Huntsville abbey has been sold
Friday, Oct. 30, 2015
By Fr. Brendan Freeman
There are 17 Trappist monasteries in the United States, five for women and 12 for men. Right after the Second World War there were only three for men and one for women. Veterans began filling the men’s monasteries and none more than Gethsemani Abbey in Kentucky. In the space of 10 years, between 1944 and 1954, they founded no less than five new monasteries from California to New York.
Among the five was Our Lady of the Holy Trinity Abbey, established in Huntsville, Utah in 1947. The founding monks lived in barracks that had been constructed for German war prisoners; the Quonset huts were moved to the property until a provisional monastery could be built. From the initial 32 monks sent from Kentucky, the community grew to over 80.
In the middle to late 1960s many of our monasteries began to decline in numbers. New Melleray Abbey in Iowa, for example, went from 150 monks in 1965 to 33 monks presently. Like other monasteries, Holy Trinity began a similar decline. In Utah there were very few persevering vocations and the age of the monks increased. This combination of few vocations and an aging population is not unique to Holy Trinity. It is characteristic of Catholic Religious life in Europe and North America. Two things Religious cannot control: aging and new vocations. Vocations are a gift from God, and a gift cannot be coerced.
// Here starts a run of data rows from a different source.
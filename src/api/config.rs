//! Daemon configuration
//!
//! This module defines [`DaemonConfig`] and its JSON persistence. The file is
//! human-readable pretty JSON; every field except the interface list has a
//! default, so a minimal file only names the interfaces.

use crate::error::{ConfigError, Result};
use crate::network::BatmanIf;
use crate::protocol::{
    HnaEntry, BATMAN_PORT, DEFAULT_HOP_PENALTY, DEFAULT_JITTER_MS, DEFAULT_ORIGINATOR_INTERVAL_MS,
    DEFAULT_PURGE_INTERVAL_MS, DEFAULT_PURGE_TIMEOUT_MS, DEFAULT_TTL, HEADER_LEN,
    MAX_AGGREGATION_BYTES, MAX_AGGREGATION_MS,
};
use crate::routing::gateway::DEFAULT_GW_PENALTY_MS;
use crate::routing::{RouteTables, RoutingClass, RoutingSettings};
use serde::{Deserialize, Serialize};
use std::collections::HashSet;
use std::net::Ipv4Addr;
use std::path::Path;

/// Largest aggregation budget accepted; one Ethernet MTU
pub const MAX_AGGREGATION_BUDGET: usize = 1500;

/// One mesh interface
#[derive(Debug, Clone, PartialEq, Eq, Serialize, Deserialize)]
pub struct InterfaceConfig {
    /// Device name
    pub name: String,

    /// Our address on the device
    pub address: Ipv4Addr,

    /// Prefix length of the attached network
    pub prefix_len: u8,

    /// Broadcast address; derived from address and prefix when absent
    #[serde(default, skip_serializing_if = "Option::is_none")]
    pub broadcast: Option<Ipv4Addr>,
}

impl InterfaceConfig {
    /// Interface with a derived broadcast address.
    pub fn new(name: impl Into<String>, address: Ipv4Addr, prefix_len: u8) -> Self {
        Self {
            name: name.into(),
            address,
            prefix_len,
            broadcast: None,
        }
    }

    /// Set an explicit broadcast address
    pub fn with_broadcast(mut self, broadcast: Ipv4Addr) -> Self {
        self.broadcast = Some(broadcast);
        self
    }
}

/// Complete daemon configuration
///
/// Instances are usually loaded with [`load_config`], which also validates
/// them.
#[derive(Debug, Clone, PartialEq, Serialize, Deserialize)]
#[serde(default)]
pub struct DaemonConfig {
    /// Mesh interfaces; the first one is the primary interface
    pub interfaces: Vec<InterfaceConfig>,

    /// UDP port OGMs are exchanged on
    pub port: u16,

    /// Interval between own OGMs, in milliseconds
    pub originator_interval_ms: u64,

    /// Maximum deviation from the originator interval, in milliseconds
    pub jitter_ms: u64,

    /// TTL of own OGMs
    pub ttl: u8,

    /// Silence after which originators and neighbors are dropped
    pub purge_timeout_ms: u64,

    /// Interval between purge sweeps
    pub purge_interval_ms: u64,

    /// Whether forwarded OGMs are aggregated
    pub aggregation: bool,

    /// Byte ceiling of one aggregate
    pub aggregation_bytes: usize,

    /// How long a forwarded OGM may wait to be aggregated
    pub aggregation_window_ms: u64,

    /// Per-hop TQ penalty, out of 255
    pub hop_penalty: u8,

    /// Gateway selection policy
    pub routing_class: RoutingClass,

    /// Gateway to use whenever it is reachable
    #[serde(skip_serializing_if = "Option::is_none")]
    pub preferred_gateway: Option<Ipv4Addr>,

    /// Gateway class we advertise, 0 when we are no gateway
    pub gateway_class: u8,

    /// Backoff base after a gateway failure, in milliseconds
    pub gateway_penalty_ms: u64,

    /// Networks announced on our behalf
    pub announced_networks: Vec<HnaEntry>,

    /// Routing table numbers
    pub tables: RouteTables,
}

impl Default for DaemonConfig {
    fn default() -> Self {
        Self {
            interfaces: Vec::new(),
            port: BATMAN_PORT,
            originator_interval_ms: DEFAULT_ORIGINATOR_INTERVAL_MS,
            jitter_ms: DEFAULT_JITTER_MS,
            ttl: DEFAULT_TTL,
            purge_timeout_ms: DEFAULT_PURGE_TIMEOUT_MS,
            purge_interval_ms: DEFAULT_PURGE_INTERVAL_MS,
            aggregation: true,
            aggregation_bytes: MAX_AGGREGATION_BYTES,
            aggregation_window_ms: MAX_AGGREGATION_MS,
            hop_penalty: DEFAULT_HOP_PENALTY,
            routing_class: RoutingClass::Disabled,
            preferred_gateway: None,
            gateway_class: 0,
            gateway_penalty_ms: DEFAULT_GW_PENALTY_MS,
            announced_networks: Vec::new(),
            tables: RouteTables::default(),
        }
    }
}

fn invalid(field: &str, reason: impl Into<String>) -> crate::error::Error {
    ConfigError::InvalidValue {
        field: field.to_string(),
        reason: reason.into(),
    }
    .into()
}

impl DaemonConfig {
    /// Configuration for the given interfaces, defaults elsewhere.
    pub fn new(interfaces: Vec<InterfaceConfig>) -> Self {
        Self {
            interfaces,
            ..Default::default()
        }
    }

    /// Add an interface
    pub fn with_interface(mut self, interface: InterfaceConfig) -> Self {
        self.interfaces.push(interface);
        self
    }

    /// Set the UDP port
    pub fn with_port(mut self, port: u16) -> Self {
        self.port = port;
        self
    }

    /// Set the originator interval and jitter
    pub fn with_originator_interval(mut self, interval_ms: u64, jitter_ms: u64) -> Self {
        self.originator_interval_ms = interval_ms;
        self.jitter_ms = jitter_ms;
        self
    }

    /// Set the purge timeout
    pub fn with_purge_timeout(mut self, timeout_ms: u64) -> Self {
        self.purge_timeout_ms = timeout_ms;
        self
    }

    /// Enable or disable aggregation
    pub fn with_aggregation(mut self, enabled: bool) -> Self {
        self.aggregation = enabled;
        self
    }

    /// Set the gateway selection policy
    pub fn with_routing_class(mut self, class: RoutingClass) -> Self {
        self.routing_class = class;
        self
    }

    /// Set the preferred gateway
    pub fn with_preferred_gateway(mut self, gateway: Ipv4Addr) -> Self {
        self.preferred_gateway = Some(gateway);
        self
    }

    /// Advertise ourselves as a gateway of the given class
    pub fn with_gateway_class(mut self, class: u8) -> Self {
        self.gateway_class = class;
        self
    }

    /// Announce a network
    pub fn with_announced_network(mut self, entry: HnaEntry) -> Self {
        self.announced_networks.push(entry);
        self
    }

    /// Validate the configuration
    ///
    /// # Errors
    ///
    /// Returns a `ConfigError` if:
    /// - no interface is configured
    /// - two interfaces share an address, or a prefix length is out of range
    /// - an interval or the purge timeout is zero
    /// - the jitter is not smaller than the originator interval
    /// - the TTL is zero
    /// - the aggregation budget cannot hold one header or exceeds 1500 bytes
    /// - an announced network has an invalid prefix length, or more than 255
    ///   networks are announced
    pub fn validate(&self) -> Result<()> {
        if self.interfaces.is_empty() {
            return Err(ConfigError::NoInterfaces.into());
        }

        let mut seen = HashSet::new();
        for iface in &self.interfaces {
            if !seen.insert(iface.address) {
                return Err(invalid(
                    "interfaces",
                    format!("address {} used twice", iface.address),
                ));
            }
            if iface.prefix_len == 0 || iface.prefix_len > 32 {
                return Err(invalid(
                    "interfaces",
                    format!("{}: prefix length {} out of range", iface.name, iface.prefix_len),
                ));
            }
        }

        if self.originator_interval_ms == 0 {
            return Err(invalid("originator_interval_ms", "must be greater than 0"));
        }
        if self.jitter_ms >= self.originator_interval_ms {
            return Err(invalid(
                "jitter_ms",
                format!(
                    "{} is not smaller than the originator interval {}",
                    self.jitter_ms, self.originator_interval_ms
                ),
            ));
        }
        if self.purge_timeout_ms == 0 {
            return Err(invalid("purge_timeout_ms", "must be greater than 0"));
        }
        if self.purge_interval_ms == 0 {
            return Err(invalid("purge_interval_ms", "must be greater than 0"));
        }
        if self.ttl == 0 {
            return Err(invalid("ttl", "must be greater than 0"));
        }

        if self.aggregation_bytes < HEADER_LEN || self.aggregation_bytes > MAX_AGGREGATION_BUDGET {
            return Err(invalid(
                "aggregation_bytes",
                format!(
                    "{} not within {}..={}",
                    self.aggregation_bytes, HEADER_LEN, MAX_AGGREGATION_BUDGET
                ),
            ));
        }

        if let Some(entry) = self.announced_networks.iter().find(|entry| !entry.is_valid()) {
            return Err(invalid(
                "announced_networks",
                format!("{}: prefix length must be 1..=32", entry),
            ));
        }
        if self.announced_networks.len() > u8::MAX as usize {
            return Err(invalid("announced_networks", "at most 255 networks fit in an OGM"));
        }

        Ok(())
    }

    /// Routing core tunables derived from this configuration.
    pub fn routing_settings(&self) -> RoutingSettings {
        RoutingSettings {
            originator_interval_ms: self.originator_interval_ms,
            jitter_ms: self.jitter_ms,
            ttl: self.ttl,
            purge_timeout_ms: self.purge_timeout_ms,
            purge_interval_ms: self.purge_interval_ms,
            aggregation: self.aggregation,
            aggregation_bytes: self.aggregation_bytes,
            aggregation_window_ms: self.aggregation_window_ms,
            hop_penalty: self.hop_penalty,
            routing_class: self.routing_class,
            preferred_gateway: self.preferred_gateway,
            own_gwflags: self.gateway_class,
            gw_penalty_ms: self.gateway_penalty_ms,
            tables: self.tables,
            own_hna: self.announced_networks.clone(),
        }
    }

    /// Interface records in index order.
    pub fn batman_interfaces(&self) -> Vec<BatmanIf> {
        self.interfaces
            .iter()
            .enumerate()
            .map(|(index, iface)| {
                let batman_if = BatmanIf::new(index, iface.name.clone(), iface.address, iface.prefix_len);
                match iface.broadcast {
                    Some(broadcast) => batman_if.with_broadcast(broadcast),
                    None => batman_if,
                }
            })
            .collect()
    }
}

/// Save configuration to a JSON file
///
/// # Example
///
/// ```no_run
/// use batmand::api::config::{save_config, DaemonConfig, InterfaceConfig};
/// use std::net::Ipv4Addr;
/// use std::path::Path;
///
/// let config = DaemonConfig::new(vec![InterfaceConfig::new(
///     "wlan0",
///     Ipv4Addr::new(10, 0, 0, 1),
///     24,
/// )]);
/// save_config(Path::new("batmand.json"), &config).unwrap();
/// ```
pub fn save_config(path: &Path, config: &DaemonConfig) -> Result<()> {
    if let Some(parent) = path.parent() {
        std::fs::create_dir_all(parent)?;
    }

    let json = serde_json::to_string_pretty(config).map_err(|e| ConfigError::SerializationFailed {
        reason: format!("Failed to serialize config: {}", e),
    })?;

    std::fs::write(path, json)?;
    Ok(())
}

/// Load and validate configuration from a JSON file
///
/// # Errors
///
/// Returns an error if:
/// - The file doesn't exist
/// - The file contains invalid JSON or does not match the schema
/// - The configuration fails [`DaemonConfig::validate`]
pub fn load_config(path: &Path) -> Result<DaemonConfig> {
    if !path.exists() {
        return Err(ConfigError::FileNotFound {
            path: path.to_path_buf(),
        }
        .into());
    }

    let json = std::fs::read_to_string(path)?;
    let config: DaemonConfig =
        serde_json::from_str(&json).map_err(|e| ConfigError::SerializationFailed {
            reason: format!("Failed to deserialize config: {}", e),
        })?;

    config.validate()?;
    Ok(config)
}

/// Check if a configuration file exists
pub fn config_exists(path: &Path) -> bool {
    path.exists() && path.is_file()
}

/// Get default configuration
///
/// The result has no interfaces and therefore does not validate until one
/// is added.
///
/// # Example
///
/// ```
/// use batmand::api::config::default_config;
///
/// let config = default_config();
/// assert_eq!(config.originator_interval_ms, 1000);
/// assert!(config.validate().is_err());
/// ```
pub fn default_config() -> DaemonConfig {
    DaemonConfig::default()
}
The monks of Holy Trinity Abbey now number 10, with an average age of 85. How do we prepare for an unknown future? We have to be realistic and prepare for all eventualities, including the closing of the monastery. When will this happen? Perhaps when the last monk dies. We are now making remote preparations for that day.
A significant step was taken on Oct. 20, when the community voted to sell the property. This was a difficult decision and it was made only after a year and a half of deliberation and prayer. With the help of the Diocese of Salt Lake City and others we pondered on what kind of legacy we wanted to leave to Catholics of the area, as well as the Ogden Valley community and the many friends and retreatants of the monastery.
There has been an outpouring of love for the monks and disappointment at losing one of the valuable institutions of Utah. People of all faiths have visited here and found it a sacred place, a place filled with peace, a place to meet God in silence.
It is important to us that the sacredness of this place be preserved. Human beings pass on, but the land stays. We believe our legacy is to preserve the land for agriculture and conservation, with as little development as possible. The graduate students of Utah State University’s Department of Landscape Architecture and Environmental Studies spent a whole semester working with us and helped us formulate a plan for our property that reflects the values of our monastic life.
We were blessed to find a buyer who shares our vision and is willing to make a financial sacrifice to keep the land intact. Together we agreed to keep 93 percent of the land in agriculture and green space, with a few acres as our legacy to the diocese. Only 7 percent of the property will be used for development, and that for affordable family-style homes. So 93 percent of the land will be under a perpetual easement that forbids commercial development of any kind.
The monks and the buyer are sacrificing a large financial profit by not developing the land in an area that is predicted to be densely populated in the future. But, to our mind, the beauty of this place cannot be bought and sold. Beauty is an attribute of God, which is reflected in people as well as in nature. There are few places as serenely beautiful as the property surrounding the monastery. The fact that monks have lived and prayed here and tended the soil for 68 years has left its mark on the land.
It is our fond hope that future generations will experience not only the beauty of this place but also discern the presence of God, the source of all beauty. There is indeed a presence of the Holy in the hills and valleys, the sky and mountains sitting so majestically right before our eyes in this Ogden Valley. May it always be so.
(Trappist Father Brendan Freeman is the Superior of Our Lady of the Holy Trinity Abbey.)